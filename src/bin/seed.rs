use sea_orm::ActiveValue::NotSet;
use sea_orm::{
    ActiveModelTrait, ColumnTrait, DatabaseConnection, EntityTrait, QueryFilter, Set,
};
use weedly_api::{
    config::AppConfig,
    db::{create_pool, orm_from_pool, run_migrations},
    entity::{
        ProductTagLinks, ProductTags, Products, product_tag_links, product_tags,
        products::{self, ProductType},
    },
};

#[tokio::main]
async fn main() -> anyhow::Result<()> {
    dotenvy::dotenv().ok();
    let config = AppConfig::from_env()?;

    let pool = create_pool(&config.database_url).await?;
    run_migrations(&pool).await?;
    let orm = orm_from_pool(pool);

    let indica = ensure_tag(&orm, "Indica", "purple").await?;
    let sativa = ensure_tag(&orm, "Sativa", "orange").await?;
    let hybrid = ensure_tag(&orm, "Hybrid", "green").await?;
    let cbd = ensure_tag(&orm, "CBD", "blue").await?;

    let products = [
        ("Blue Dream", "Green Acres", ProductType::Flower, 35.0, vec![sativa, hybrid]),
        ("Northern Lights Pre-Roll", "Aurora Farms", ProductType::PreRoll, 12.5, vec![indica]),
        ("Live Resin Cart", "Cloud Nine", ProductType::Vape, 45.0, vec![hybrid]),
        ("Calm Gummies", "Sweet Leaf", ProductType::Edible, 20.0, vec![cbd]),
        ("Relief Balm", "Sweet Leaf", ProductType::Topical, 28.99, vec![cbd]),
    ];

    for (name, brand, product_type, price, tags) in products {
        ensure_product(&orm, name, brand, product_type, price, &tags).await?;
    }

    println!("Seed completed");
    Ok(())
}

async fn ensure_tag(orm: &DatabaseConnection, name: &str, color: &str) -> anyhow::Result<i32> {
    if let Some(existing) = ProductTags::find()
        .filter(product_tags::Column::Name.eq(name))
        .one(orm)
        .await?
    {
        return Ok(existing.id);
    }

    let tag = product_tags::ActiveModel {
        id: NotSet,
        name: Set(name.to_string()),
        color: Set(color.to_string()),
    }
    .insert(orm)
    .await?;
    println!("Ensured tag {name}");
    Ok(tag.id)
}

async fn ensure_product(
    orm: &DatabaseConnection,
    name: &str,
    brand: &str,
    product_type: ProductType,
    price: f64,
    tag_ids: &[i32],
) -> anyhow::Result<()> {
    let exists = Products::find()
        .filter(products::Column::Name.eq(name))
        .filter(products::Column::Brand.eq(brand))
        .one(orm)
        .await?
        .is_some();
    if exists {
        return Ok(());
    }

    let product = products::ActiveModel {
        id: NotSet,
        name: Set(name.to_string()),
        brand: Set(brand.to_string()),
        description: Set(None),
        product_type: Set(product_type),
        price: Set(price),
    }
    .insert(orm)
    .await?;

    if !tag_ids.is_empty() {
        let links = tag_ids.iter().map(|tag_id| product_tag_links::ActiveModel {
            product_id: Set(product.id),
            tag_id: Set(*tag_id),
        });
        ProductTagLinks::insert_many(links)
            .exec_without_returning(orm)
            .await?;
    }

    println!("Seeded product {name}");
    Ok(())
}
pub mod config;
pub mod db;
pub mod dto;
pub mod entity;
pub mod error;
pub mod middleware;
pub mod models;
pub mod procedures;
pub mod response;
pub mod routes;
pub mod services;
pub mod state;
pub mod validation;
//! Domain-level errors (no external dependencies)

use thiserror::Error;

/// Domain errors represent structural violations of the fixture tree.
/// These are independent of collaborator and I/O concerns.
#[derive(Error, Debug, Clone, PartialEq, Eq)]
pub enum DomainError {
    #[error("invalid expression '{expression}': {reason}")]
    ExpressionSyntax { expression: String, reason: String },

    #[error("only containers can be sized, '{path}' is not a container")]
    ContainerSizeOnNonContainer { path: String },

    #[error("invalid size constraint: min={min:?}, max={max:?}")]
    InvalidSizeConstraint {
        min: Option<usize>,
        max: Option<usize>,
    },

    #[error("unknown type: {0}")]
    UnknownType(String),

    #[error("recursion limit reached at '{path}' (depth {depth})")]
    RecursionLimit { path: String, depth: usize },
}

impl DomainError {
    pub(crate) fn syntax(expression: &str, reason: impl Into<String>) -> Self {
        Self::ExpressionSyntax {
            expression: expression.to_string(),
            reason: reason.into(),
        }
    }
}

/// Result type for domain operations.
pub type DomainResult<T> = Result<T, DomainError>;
*****
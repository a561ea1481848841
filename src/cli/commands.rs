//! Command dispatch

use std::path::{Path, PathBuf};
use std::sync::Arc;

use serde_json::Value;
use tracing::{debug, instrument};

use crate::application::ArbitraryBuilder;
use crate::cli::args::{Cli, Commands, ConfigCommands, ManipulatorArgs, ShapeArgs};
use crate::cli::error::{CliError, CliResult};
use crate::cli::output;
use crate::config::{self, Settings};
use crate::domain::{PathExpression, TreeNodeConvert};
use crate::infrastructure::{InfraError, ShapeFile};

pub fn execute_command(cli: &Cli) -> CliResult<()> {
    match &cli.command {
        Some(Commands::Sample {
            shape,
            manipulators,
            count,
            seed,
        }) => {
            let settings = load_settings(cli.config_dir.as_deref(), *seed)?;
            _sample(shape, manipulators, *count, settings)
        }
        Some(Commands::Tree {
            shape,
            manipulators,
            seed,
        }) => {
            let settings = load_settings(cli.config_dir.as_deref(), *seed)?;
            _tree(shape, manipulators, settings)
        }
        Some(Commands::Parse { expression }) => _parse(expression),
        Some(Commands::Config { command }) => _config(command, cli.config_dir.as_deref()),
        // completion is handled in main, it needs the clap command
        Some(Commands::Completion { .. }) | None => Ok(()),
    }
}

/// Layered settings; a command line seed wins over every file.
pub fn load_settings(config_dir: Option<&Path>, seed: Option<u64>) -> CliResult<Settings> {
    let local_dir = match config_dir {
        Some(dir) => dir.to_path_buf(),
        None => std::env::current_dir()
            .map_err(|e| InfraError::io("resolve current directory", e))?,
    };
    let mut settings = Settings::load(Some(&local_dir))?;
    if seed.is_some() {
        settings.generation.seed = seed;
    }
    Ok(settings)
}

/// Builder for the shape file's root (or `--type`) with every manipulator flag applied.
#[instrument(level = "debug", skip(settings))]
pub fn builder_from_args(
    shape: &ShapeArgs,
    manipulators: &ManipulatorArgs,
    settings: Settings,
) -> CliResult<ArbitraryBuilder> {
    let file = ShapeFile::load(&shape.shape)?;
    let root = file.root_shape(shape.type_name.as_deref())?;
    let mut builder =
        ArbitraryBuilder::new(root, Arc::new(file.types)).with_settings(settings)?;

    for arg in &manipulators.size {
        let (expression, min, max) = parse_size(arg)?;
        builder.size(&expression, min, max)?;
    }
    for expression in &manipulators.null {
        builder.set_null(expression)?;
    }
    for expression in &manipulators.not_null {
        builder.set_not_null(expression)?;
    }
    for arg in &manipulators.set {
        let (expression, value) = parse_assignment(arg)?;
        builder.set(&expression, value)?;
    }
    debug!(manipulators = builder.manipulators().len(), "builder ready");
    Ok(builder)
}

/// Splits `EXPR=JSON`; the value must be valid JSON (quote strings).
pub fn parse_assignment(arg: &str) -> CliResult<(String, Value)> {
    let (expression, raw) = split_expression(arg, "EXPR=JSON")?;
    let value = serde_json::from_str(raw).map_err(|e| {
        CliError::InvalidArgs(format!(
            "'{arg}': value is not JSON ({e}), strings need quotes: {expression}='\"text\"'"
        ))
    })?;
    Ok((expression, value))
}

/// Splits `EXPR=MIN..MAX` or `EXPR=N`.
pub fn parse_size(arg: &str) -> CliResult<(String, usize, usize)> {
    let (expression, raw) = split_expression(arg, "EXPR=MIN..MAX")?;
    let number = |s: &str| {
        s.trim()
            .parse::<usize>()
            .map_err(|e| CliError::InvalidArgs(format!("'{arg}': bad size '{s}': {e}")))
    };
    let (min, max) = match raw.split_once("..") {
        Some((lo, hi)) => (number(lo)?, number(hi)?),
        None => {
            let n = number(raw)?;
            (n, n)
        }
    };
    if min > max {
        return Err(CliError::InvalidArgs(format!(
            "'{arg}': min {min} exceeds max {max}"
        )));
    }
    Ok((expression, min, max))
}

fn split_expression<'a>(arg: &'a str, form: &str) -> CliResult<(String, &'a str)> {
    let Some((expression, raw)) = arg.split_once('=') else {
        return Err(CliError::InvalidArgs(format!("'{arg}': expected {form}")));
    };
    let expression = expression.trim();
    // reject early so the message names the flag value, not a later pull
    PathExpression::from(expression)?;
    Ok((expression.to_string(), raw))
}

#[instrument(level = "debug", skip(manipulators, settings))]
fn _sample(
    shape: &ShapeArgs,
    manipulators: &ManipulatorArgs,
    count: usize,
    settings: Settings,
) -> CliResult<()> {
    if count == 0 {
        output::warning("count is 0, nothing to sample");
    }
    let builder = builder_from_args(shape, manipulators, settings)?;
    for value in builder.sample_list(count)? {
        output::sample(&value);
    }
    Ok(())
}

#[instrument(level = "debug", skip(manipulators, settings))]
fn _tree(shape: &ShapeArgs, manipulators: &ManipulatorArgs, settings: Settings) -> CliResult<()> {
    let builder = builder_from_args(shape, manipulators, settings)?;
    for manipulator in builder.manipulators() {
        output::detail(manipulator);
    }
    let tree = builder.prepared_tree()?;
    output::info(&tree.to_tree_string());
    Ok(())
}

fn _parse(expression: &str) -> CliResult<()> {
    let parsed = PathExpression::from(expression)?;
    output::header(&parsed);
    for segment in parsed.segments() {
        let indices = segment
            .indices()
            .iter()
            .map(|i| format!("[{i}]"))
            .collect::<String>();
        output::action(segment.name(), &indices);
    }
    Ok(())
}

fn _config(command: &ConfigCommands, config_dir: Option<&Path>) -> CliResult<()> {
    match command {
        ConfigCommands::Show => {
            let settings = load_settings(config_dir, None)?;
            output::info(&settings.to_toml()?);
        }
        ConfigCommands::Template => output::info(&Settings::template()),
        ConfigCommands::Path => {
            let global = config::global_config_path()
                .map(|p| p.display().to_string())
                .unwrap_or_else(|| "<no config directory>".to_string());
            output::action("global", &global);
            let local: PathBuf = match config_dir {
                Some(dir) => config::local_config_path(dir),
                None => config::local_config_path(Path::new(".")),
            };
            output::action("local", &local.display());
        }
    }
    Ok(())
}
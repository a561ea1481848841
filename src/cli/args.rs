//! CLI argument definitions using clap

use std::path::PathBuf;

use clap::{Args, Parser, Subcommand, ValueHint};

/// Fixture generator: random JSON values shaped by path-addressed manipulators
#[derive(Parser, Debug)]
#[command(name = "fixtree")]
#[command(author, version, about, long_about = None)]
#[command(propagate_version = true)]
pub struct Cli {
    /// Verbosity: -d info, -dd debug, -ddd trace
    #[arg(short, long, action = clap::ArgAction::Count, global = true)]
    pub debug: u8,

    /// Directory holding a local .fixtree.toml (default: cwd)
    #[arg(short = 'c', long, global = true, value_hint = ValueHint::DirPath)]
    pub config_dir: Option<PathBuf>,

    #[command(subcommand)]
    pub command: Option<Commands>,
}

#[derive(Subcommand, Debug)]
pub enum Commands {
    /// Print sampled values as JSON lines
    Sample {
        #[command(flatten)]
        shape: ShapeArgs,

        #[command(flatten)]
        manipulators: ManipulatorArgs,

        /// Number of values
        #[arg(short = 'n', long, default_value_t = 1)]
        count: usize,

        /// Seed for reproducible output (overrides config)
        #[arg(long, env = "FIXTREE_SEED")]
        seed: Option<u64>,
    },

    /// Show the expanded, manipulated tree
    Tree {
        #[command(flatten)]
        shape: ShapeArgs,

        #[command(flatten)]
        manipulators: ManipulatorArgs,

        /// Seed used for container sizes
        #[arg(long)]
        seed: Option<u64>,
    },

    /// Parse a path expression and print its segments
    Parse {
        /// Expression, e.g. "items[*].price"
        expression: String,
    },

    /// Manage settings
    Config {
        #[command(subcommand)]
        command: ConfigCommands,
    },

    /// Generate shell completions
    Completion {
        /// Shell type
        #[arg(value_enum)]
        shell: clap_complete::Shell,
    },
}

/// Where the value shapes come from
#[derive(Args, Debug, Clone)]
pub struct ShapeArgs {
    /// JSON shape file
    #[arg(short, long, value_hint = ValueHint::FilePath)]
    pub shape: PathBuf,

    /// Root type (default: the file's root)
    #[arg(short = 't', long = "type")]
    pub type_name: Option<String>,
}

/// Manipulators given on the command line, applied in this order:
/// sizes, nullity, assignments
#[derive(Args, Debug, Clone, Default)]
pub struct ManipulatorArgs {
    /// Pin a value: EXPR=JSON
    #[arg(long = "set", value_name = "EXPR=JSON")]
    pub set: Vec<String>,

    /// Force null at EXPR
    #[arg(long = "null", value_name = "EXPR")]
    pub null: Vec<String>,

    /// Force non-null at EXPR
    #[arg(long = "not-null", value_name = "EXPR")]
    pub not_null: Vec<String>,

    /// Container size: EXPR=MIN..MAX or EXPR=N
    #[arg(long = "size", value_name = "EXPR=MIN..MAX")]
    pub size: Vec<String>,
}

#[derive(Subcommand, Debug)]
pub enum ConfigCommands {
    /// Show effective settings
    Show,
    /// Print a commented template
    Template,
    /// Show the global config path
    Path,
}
*****
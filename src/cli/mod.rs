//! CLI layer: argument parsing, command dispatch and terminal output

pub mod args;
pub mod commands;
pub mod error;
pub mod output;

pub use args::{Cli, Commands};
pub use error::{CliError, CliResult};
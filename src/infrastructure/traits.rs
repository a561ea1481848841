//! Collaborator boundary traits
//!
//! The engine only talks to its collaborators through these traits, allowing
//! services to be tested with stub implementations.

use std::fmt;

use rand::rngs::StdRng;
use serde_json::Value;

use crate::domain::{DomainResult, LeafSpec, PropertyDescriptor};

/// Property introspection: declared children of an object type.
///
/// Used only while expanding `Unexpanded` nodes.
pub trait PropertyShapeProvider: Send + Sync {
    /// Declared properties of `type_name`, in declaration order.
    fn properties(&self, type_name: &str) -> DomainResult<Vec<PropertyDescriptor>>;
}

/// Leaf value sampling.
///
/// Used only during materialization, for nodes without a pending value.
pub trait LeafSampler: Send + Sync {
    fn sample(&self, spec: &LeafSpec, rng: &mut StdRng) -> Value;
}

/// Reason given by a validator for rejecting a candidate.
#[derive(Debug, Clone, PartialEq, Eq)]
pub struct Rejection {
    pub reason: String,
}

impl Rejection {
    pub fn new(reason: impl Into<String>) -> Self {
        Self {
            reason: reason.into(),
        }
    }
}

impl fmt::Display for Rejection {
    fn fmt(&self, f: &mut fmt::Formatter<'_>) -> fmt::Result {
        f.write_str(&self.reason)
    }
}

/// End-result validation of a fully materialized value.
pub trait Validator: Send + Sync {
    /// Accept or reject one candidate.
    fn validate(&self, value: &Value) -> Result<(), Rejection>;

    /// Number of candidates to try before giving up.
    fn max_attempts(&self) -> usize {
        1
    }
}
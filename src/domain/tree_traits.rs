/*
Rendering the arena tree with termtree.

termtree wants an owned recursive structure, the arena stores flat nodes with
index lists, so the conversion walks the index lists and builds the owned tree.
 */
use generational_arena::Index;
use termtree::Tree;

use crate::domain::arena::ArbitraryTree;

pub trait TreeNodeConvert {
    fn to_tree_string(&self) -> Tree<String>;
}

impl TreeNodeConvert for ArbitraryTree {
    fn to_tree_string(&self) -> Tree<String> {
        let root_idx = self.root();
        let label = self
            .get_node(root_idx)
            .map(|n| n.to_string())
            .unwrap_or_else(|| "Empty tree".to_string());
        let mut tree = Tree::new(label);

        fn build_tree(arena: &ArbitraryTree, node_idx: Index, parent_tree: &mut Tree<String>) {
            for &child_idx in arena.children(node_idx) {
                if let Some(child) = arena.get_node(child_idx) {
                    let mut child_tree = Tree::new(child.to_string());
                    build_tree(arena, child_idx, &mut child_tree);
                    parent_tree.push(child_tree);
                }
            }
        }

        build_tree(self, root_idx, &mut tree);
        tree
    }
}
*****
→ **WHAT YOU ARE ASKED TO DO**: Output, from the data above, the lines from the line with "pub mod models;" to the line with "for domain operations." exactly as they stand, both ends included and nothing else.

→ **YOUR SOLUTION**:
pub mod models;
pub mod procedures;
pub mod response;
pub mod routes;
pub mod services;
pub mod state;
pub mod validation;
//! Domain-level errors (no external dependencies)

use thiserror::Error;

/// Domain errors represent structural violations of the fixture tree.
/// These are independent of collaborator and I/O concerns.
#[derive(Error, Debug, Clone, PartialEq, Eq)]
pub enum DomainError {
    #[error("invalid expression '{expression}': {reason}")]
    ExpressionSyntax { expression: String, reason: String },

    #[error("only containers can be sized, '{path}' is not a container")]
    ContainerSizeOnNonContainer { path: String },

    #[error("invalid size constraint: min={min:?}, max={max:?}")]
    InvalidSizeConstraint {
        min: Option<usize>,
        max: Option<usize>,
    },

    #[error("unknown type: {0}")]
    UnknownType(String),

    #[error("recursion limit reached at '{path}' (depth {depth})")]
    RecursionLimit { path: String, depth: usize },
}

impl DomainError {
    pub(crate) fn syntax(expression: &str, reason: impl Into<String>) -> Self {
        Self::ExpressionSyntax {
            expression: expression.to_string(),
            reason: reason.into(),
        }
    }
}

/// Result type for domain operations.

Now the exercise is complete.